Clinical presentation of NDRG1-associated neuropathy. Number of patients reporting each symptom or sign are given, as well as percentages on the total number for whom the information was available (the total is 70 patients unless otherwise specified). * = Data regarding results of these procedures was only reported for 6 patients in the case of fundus oculi and OCT, and for 3 patients in the case of VEPs, therefore percentages are not given.
Clinical presentation of NDRG1-associated neuropathy. Number of patients reporting each symptom or sign are given, as well as percentages on the total number for whom the information was available (the total is 70 patients unless otherwise specified). * = Data regarding results of these procedures was only reported for 6 patients in the case of fundus oculi and OCT, and for 3 patients in the case of VEPs, therefore percentages are not given.
Exhaustive electromyoneurographic (EMNG) assessment was available for 30 (41%) patients. All these patients had a severe distal demyelinating sensorimotor polyneuropathy, with reported secondary axonal damage and (active/chronic) denervation in 22 cases (73%). The study by Atkinson et al. 25 confirmed deterioration of nerve conduction parameters over time in patients with longitudinal follow-up. Median or ulnar nerve motor conduction velocity parameters were available for 68 patients. In 17 patients, CMAP was not elicitable. In the remaining patients, mean values for median CMAP conduction velocity are 13.24 ± 1.39 (SEM).
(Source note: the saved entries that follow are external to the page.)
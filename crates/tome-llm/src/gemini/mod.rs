pub mod converter;
pub mod errors;
pub mod files;
pub mod provider;
pub mod types;

use std::time::Duration;

use reqwest::Client;
use secrecy::SecretString;

use tome_core::errors::ProviderError;

pub use files::GeminiFiles;
pub use provider::GeminiProvider;

pub const DEFAULT_BASE_URL: &str = "https://generativelanguage.googleapis.com";
pub const DEFAULT_MODEL: &str = "gemini-2.5-pro";
const CONNECT_TIMEOUT: Duration = Duration::from_secs(30);

/// Connection settings shared by the generation and Files API clients.
#[derive(Clone, Debug)]
pub struct GeminiConfig {
    pub api_key: SecretString,
    pub model: String,
    /// Scheme and host only; API paths are appended.
    pub base_url: String,
}

impl GeminiConfig {
    pub fn new(api_key: SecretString) -> Self {
        Self {
            api_key,
            model: DEFAULT_MODEL.to_string(),
            base_url: DEFAULT_BASE_URL.to_string(),
        }
    }

    pub fn with_model(mut self, model: impl Into<String>) -> Self {
        self.model = model.into();
        self
    }

    pub fn with_base_url(mut self, base_url: impl Into<String>) -> Self {
        self.base_url = base_url.into().trim_end_matches('/').to_string();
        self
    }
}

fn build_client() -> Result<Client, ProviderError> {
    Client::builder()
        .connect_timeout(CONNECT_TIMEOUT)
        .build()
        .map_err(|e| ProviderError::Network(format!("failed to build HTTP client: {e}")))
}

fn transport_error(e: reqwest::Error) -> ProviderError {
    if e.is_timeout() {
        ProviderError::DeadlineExceeded
    } else {
        ProviderError::Network(e.to_string())
    }
}

/// Turn a non-success response into a classified error.
async fn error_from_response(resp: reqwest::Response) -> ProviderError {
    let status = resp.status().as_u16();
    let body = resp.text().await.unwrap_or_default();
    errors::parse_api_error(status, &body)
}
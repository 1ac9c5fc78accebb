use std::path::PathBuf;

use serde::{Deserialize, Serialize};

use crate::ids::{CorrelationToken, JobId};
use crate::messages::Turn;

/// Placed after every successful response in a transcript.
pub const TRANSCRIPT_SEPARATOR: &str =
    "\n\n====================回應分隔線====================\n\n";

#[derive(Clone, Copy, Debug, PartialEq, Eq, Serialize, Deserialize)]
#[serde(rename_all = "snake_case")]
pub enum RunOutcome {
    Completed,
    Aborted,
    Errored,
}

impl RunOutcome {
    pub fn as_str(&self) -> &'static str {
        match self {
            Self::Completed => "completed",
            Self::Aborted => "aborted",
            Self::Errored => "errored",
        }
    }
}

impl std::str::FromStr for RunOutcome {
    type Err = String;
    fn from_str(s: &str) -> Result<Self, Self::Err> {
        match s {
            "completed" => Ok(Self::Completed),
            "aborted" => Ok(Self::Aborted),
            "errored" => Ok(Self::Errored),
            other => Err(format!("unknown run outcome: {other}")),
        }
    }
}

/// Final, immutable record of one job run.
#[derive(Clone, Debug)]
pub struct RunResult {
    pub token: CorrelationToken,
    pub job_id: Option<JobId>,
    pub job_dir: String,
    pub transcript: String,
    pub history: Vec<Turn>,
    pub elapsed_secs: f64,
    pub outcome: RunOutcome,
    pub successful_turns: usize,
}

/// Where the artifacts of a run ended up.
#[derive(Clone, Debug, Default, PartialEq, Eq, Serialize, Deserialize)]
pub struct PersistedRun {
    pub transcript_path: Option<PathBuf>,
    pub history_path: Option<PathBuf>,
}

#[derive(Debug, thiserror::Error)]
#[error("persistence failed: {0}")]
pub struct PersistError(pub String);

/// Durable destination for finished runs.
pub trait RunSink: Send + Sync {
    fn persist(&self, result: &RunResult) -> Result<PersistedRun, PersistError>;
}
use serde::{Deserialize, Serialize};

use crate::asset::AssetRef;

#[derive(Clone, Copy, Debug, PartialEq, Eq, Serialize, Deserialize)]
#[serde(rename_all = "lowercase")]
pub enum Role {
    User,
    Assistant,
    System,
}

impl Role {
    pub fn as_str(&self) -> &'static str {
        match self {
            Self::User => "user",
            Self::Assistant => "assistant",
            Self::System => "system",
        }
    }
}

/// One element of a turn. Provider payloads may carry part kinds this crate
/// does not model; those land in `Unknown` and are dropped when history is
/// written out.
#[derive(Clone, Debug, PartialEq, Serialize, Deserialize)]
#[serde(tag = "type", rename_all = "camelCase")]
pub enum Part {
    Text {
        text: String,
    },
    #[serde(rename_all = "camelCase")]
    FileRef {
        mime_type: String,
        uri: String,
    },
    Unknown {
        kind: String,
        #[serde(default)]
        raw: serde_json::Value,
    },
}

impl Part {
    pub fn text(text: impl Into<String>) -> Self {
        Self::Text { text: text.into() }
    }

    pub fn file_ref(asset: &AssetRef) -> Self {
        Self::FileRef {
            mime_type: asset.mime_type.clone(),
            uri: asset.uri.clone(),
        }
    }

    pub fn as_text(&self) -> Option<&str> {
        match self {
            Self::Text { text } => Some(text),
            _ => None,
        }
    }
}

/// One exchange unit in a conversation. Never mutated after it is appended
/// to a session's history.
#[derive(Clone, Debug, PartialEq, Serialize, Deserialize)]
pub struct Turn {
    pub role: Role,
    pub parts: Vec<Part>,
}

impl Turn {
    /// Build a user turn: the prompt text (if any) followed by one file
    /// reference per asset.
    pub fn user(text: &str, assets: &[AssetRef]) -> Self {
        let mut parts = Vec::with_capacity(assets.len() + 1);
        if !text.is_empty() {
            parts.push(Part::text(text));
        }
        parts.extend(assets.iter().map(Part::file_ref));
        Self {
            role: Role::User,
            parts,
        }
    }

    pub fn assistant(text: impl Into<String>) -> Self {
        Self {
            role: Role::Assistant,
            parts: vec![Part::text(text)],
        }
    }

    /// Concatenated text of all text parts.
    pub fn text(&self) -> String {
        self.parts.iter().filter_map(Part::as_text).collect()
    }

    pub fn file_refs(&self) -> impl Iterator<Item = (&str, &str)> {
        self.parts.iter().filter_map(|p| match p {
            Part::FileRef { mime_type, uri } => Some((mime_type.as_str(), uri.as_str())),
            _ => None,
        })
    }
}
use crate::errors::ProviderError;

/// Events emitted while a provider streams a response.
///
/// Start → TextDelta* → Done, with Error possible at any point.
#[derive(Clone, Debug)]
pub enum StreamEvent {
    Start,
    TextDelta { delta: String },
    Done { finish_reason: Option<String> },
    Error { error: ProviderError },
}

impl StreamEvent {
    pub fn is_terminal(&self) -> bool {
        matches!(self, Self::Done { .. } | Self::Error { .. })
    }
}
Genotype-phenotype correlation
The majority of patients display a moderate/severe phenotype with early onset, skeletal deformities and hearing loss. Other additional symptoms are reported in smaller subsets of patients. We attempted to verify whether truncating mutations could result in a more severe phenotype and in a higher rate of CNS signs or bulbar involvement. We analysed the association between mutation status (truncating vs. non truncating) and presence of CNS signs (defined as clinical or instrumental visual involvement, cognitive delay and/or presence of abnormalities at MRI scans) or bulbar involvement (vocal cord palsy, dysphagia, and/or dysarthria), but no statistically significant correlation could be observed.
Discussion
The findings from our study contribute to the knowledge on CMT4D, a rare and severe form of inherited neuromuscular disorder characterized by sensorimotor polyneuropathy. CMT4D is a recessive disease, and because of its rarity and recurrence mainly in ethnic minorities, there are still relatively few cases reported in the literature. By reporting the case of two Italian siblings of Romani ancestry with a known mutation in NDRG1, p.(Arg148*), and reviewing current literature, our study summarizes its clinical and genetic spectrum and expands the spectrum of known clinical manifestations of this disease.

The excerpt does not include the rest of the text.